-- Exercise objective --
Say how many lines of the material below contain the word "ShardKey", with no other words.
═══ Provided data ═══
/// Token range `(lower, upper]` owned by a scan slice.
fn token_range(slice: ScanSlice) -> (i64, i64) {
    let span = 1i128 << 64;
    let count = i128::from(slice.count.max(1));
    let bound = |i: i128| (i64::MIN as i128 + span * i / count).clamp(i64::MIN as i128, i64::MAX as i128) as i64;
    let lower = bound(i128::from(slice.index));
    let upper = if i128::from(slice.index) + 1 >= count {
        i64::MAX
    } else {
        bound(i128::from(slice.index) + 1)
    };
    (lower, upper)
}

fn limit_value(limit: usize) -> Option<CqlValue> {
    Some(CqlValue::Int(i32::try_from(limit).unwrap_or(i32::MAX)))
}

/// Strip the trailing tombstone column of a tombstone-aware read.
/// Returns `None` for a deleted row.
fn live_row(mut row: Row, tombstones: bool) -> Option<Row> {
    if !tombstones {
        return Some(row);
    }
    match row.columns.pop() {
        Some(Some(CqlValue::Boolean(true))) => None,
        _ => Some(row),
    }
}

fn change_row(key: ShardKey, row: Row) -> Result<ChangeLogEntry, StorageError> {
    match row.columns.as_slice() {
        [Some(CqlValue::BigInt(timestamp)), Some(id), Some(CqlValue::BigInt(version))] => {
            let id = match cql_to_field(id.clone()) {
                FieldValue::Str(s) => s,
                FieldValue::Int(i) => i.to_string(),
                other => {
                    return Err(StorageError::Backend(format!(
                        "unreadable change-log id in {:?}: {:?}",
                        key, other
                    )))
                }
            };
            Ok(ChangeLogEntry {
                key,
                timestamp: *timestamp,
                id,
                version: *version,
            })
        }
        columns => Err(StorageError::Backend(format!(
            "unreadable change-log row in {:?}: {:?}",
            key, columns
        ))),
    }
}

#[async_trait]
impl SyncStore for CassandraStore {
    fn name(&self) -> &str {
        "cassandra"
    }

    async fn scan_page(
        &self,
        slice: ScanSlice,
        cursor: Option<&ScanCursor>,
        limit: usize,
    ) -> Result<ScanPage, StorageError> {
        let (lower, upper) = token_range(slice);
        let lower = match cursor {
            Some(c) => c
                .as_str()
                .parse::<i64>()
                .map_err(|e| StorageError::InvalidCursor(format!("{}: {}", c.as_str(), e)))?,
            None => lower,
        };

        let values: Values = vec![Some(CqlValue::BigInt(lower)), Some(CqlValue::BigInt(upper)), limit_value(limit)];
        let result = self
            .session
            .execute(&self.statements.scan, values)
            .await
            .map_err(query_error)?;
        let rows = result.rows.unwrap_or_default();
        // Tombstoned rows still count towards the page so the cursor moves past them
        let full_page = rows.len() >= limit;
        let tombstones = self.tombstones();

        let mut last_token = None;
        let mut documents = Vec::with_capacity(rows.len());
        for mut row in rows {
            if let Some(Some(CqlValue::BigInt(token))) = row.columns.pop() {
                last_token = Some(token);
            }
            if let Some(row) = live_row(row, tombstones) {
                documents.push(self.row_to_document(row));
            }
        }

        let next = match last_token {
            Some(token) if full_page && token < upper => Some(ScanCursor::new(token.to_string())),
            _ => None,
        };
        Ok(ScanPage { documents, next })
    }

    async fn read_changes(
        &self,
        key: ShardKey,
        window: TimeWindow,
        after: Option<&ChangeCursor>,
        limit: usize,
    ) -> Result<ChangePage, StorageError> {
        let partition = [
            Some(CqlValue::Int(i32::from(key.time_shard))),
            Some(CqlValue::Int(key.cluster_shard as i32)),
        ];
        let (statement, values): (_, Values) = match after {
            None => (
                &self.statements.changes_first,
                partition
                    .into_iter()
                    .chain([
                        Some(CqlValue::BigInt(window.after)),
                        Some(CqlValue::BigInt(window.upto)),
                        limit_value(limit),
                    ])
                    .collect(),
            ),
            Some(cursor) => (
                &self.statements.changes_after,
                partition
                    .into_iter()
                    .chain([
                        Some(CqlValue::BigInt(cursor.timestamp)),
                        Some(CqlValue::Text(cursor.id.clone())),
                        Some(CqlValue::BigInt(cursor.version)),
                        Some(CqlValue::BigInt(window.upto)),
                        limit_value(limit),
                    ])
                    .collect(),
            ),
        };

        let result = self.session.execute(statement, values).await.map_err(query_error)?;
        let rows = result.rows.unwrap_or_default();
        let full_page = rows.len() >= limit;
        let rows = rows
            .into_iter()
            .map(|row| change_row(key, row))
            .collect::<Result<Vec<_>, _>>()?;
        Ok(ChangePage::from_rows(rows, full_page))
    }

    async fn fetch(&self, ids: &[String]) -> Result<Vec<Document>, StorageError> {
        if ids.is_empty() {
            return Ok(Vec::new());
        }
        let keys = ids.iter().map(|id| self.id_value(id)).collect::<Result<Vec<_>, _>>()?;
        let result = self
            .session
            .execute(&self.statements.fetch, vec![Some(CqlValue::List(keys))])
            .await
            .map_err(query_error)?;
        let tombstones = self.tombstones();
        Ok(result
            .rows
            .unwrap_or_default()
            .into_iter()
            .filter_map(|row| live_row(row, tombstones))
            .map(|row| self.row_to_document(row))
            .collect())
    }

    async fn write_batch(&self, ops: &[WriteOp]) -> Result<Vec<WriteOutcome>, StorageError> {
        if ops.is_empty() {
            return Ok(Vec::new());
        }
        match &self.statements.writes {
            Writes::Timestamped { upsert_at, delete_at } => self.write_timestamped(upsert_at, delete_at, ops).await,
            Writes::CompareAndSet {
                insert_if_absent,
                update_if_older,
                tombstone_if_absent,
                tombstone_if_older,
            } => {
                let statements = CasStatements {
                    insert_if_absent,
                    update_if_older,
                    tombstone_if_absent,
                    tombstone_if_older,
                };
                // Lightweight transactions cannot share a batch across partitions
                let mut outcomes = Vec::with_capacity(ops.len());
                for op in ops {
                    outcomes.push(match self.write_compare_and_set(statements, op).await {
                        Ok(outcome) => outcome,
                        Err(StorageError::Backend(reason)) => WriteOutcome::Failed(reason),
                        Err(e) => return Err(e),
                    });
                }
                Ok(outcomes)
            }
        }
    }
}
// Copyright (c) 2025-2026 Adrian Robinson. Licensed under the AGPL-3.0.
// See LICENSE file in the project root for full license text.

//! Store adapters.
//!
//! Both sides of a deployment implement [`SyncStore`](traits::SyncStore):
//!
//! | Adapter | Side | Feature |
//! |---------|------|---------|
//! | [`memory::InMemoryStore`] | either (tests, demos) | always |
//! | `elasticsearch::ElasticsearchStore` | B, document index | `elasticsearch` (default) |
//! | `cassandra::CassandraStore` | A, wide-column | `cassandra` |

pub mod memory;
pub mod traits;

#[cfg(feature = "cassandra")]
pub mod cassandra;
#[cfg(feature = "elasticsearch")]
pub mod elasticsearch;

use std::sync::Arc;

use crate::config::{ConfigError, SyncConfig};
use traits::{StorageError, SyncStore};

/// Check that both store sections are present and their adapters compiled in.
///
/// Runs before anything is contacted so a bad deployment fails as a config error.
pub fn check_adapters(config: &SyncConfig) -> Result<(), ConfigError> {
    if config.cassandra.is_none() {
        return Err(ConfigError::Invalid {
            field: "cassandra",
            reason: "section is required".to_string(),
        });
    }
    if config.elasticsearch.is_none() {
        return Err(ConfigError::Invalid {
            field: "elasticsearch",
            reason: "section is required".to_string(),
        });
    }
    if !cfg!(feature = "cassandra") {
        return Err(ConfigError::Invalid {
            field: "cassandra",
            reason: "built without the `cassandra` feature".to_string(),
        });
    }
    if !cfg!(feature = "elasticsearch") {
        return Err(ConfigError::Invalid {
            field: "elasticsearch",
            reason: "built without the `elasticsearch` feature".to_string(),
        });
    }
    Ok(())
}

/// Connect to store A (wide-column).
#[cfg(feature = "cassandra")]
pub async fn connect_a(config: &SyncConfig) -> Result<Arc<dyn SyncStore>, StorageError> {
    let settings = config
        .cassandra
        .as_ref()
        .ok_or_else(|| StorageError::Backend("no cassandra section".into()))?;
    let store =
        cassandra::CassandraStore::connect(settings, config.schema(), config.conditional_write, config.version_unit)
            .await?;
    Ok(Arc::new(store))
}

#[cfg(not(feature = "cassandra"))]
pub async fn connect_a(_config: &SyncConfig) -> Result<Arc<dyn SyncStore>, StorageError> {
    Err(StorageError::Backend("built without the `cassandra` feature".into()))
}

/// Connect to store B (document index).
#[cfg(feature = "elasticsearch")]
pub async fn connect_b(config: &SyncConfig) -> Result<Arc<dyn SyncStore>, StorageError> {
    let settings = config
        .elasticsearch
        .as_ref()
        .ok_or_else(|| StorageError::Backend("no elasticsearch section".into()))?;
    let store =
        elasticsearch::ElasticsearchStore::connect(settings, config.schema(), config.retry_config().call_timeout)
            .await?;
    Ok(Arc::new(store))
}

#[cfg(not(feature = "elasticsearch"))]
pub async fn connect_b(_config: &SyncConfig) -> Result<Arc<dyn SyncStore>, StorageError> {
    Err(StorageError::Backend("built without the `elasticsearch` feature".into()))
}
═══
-- Completed task --
2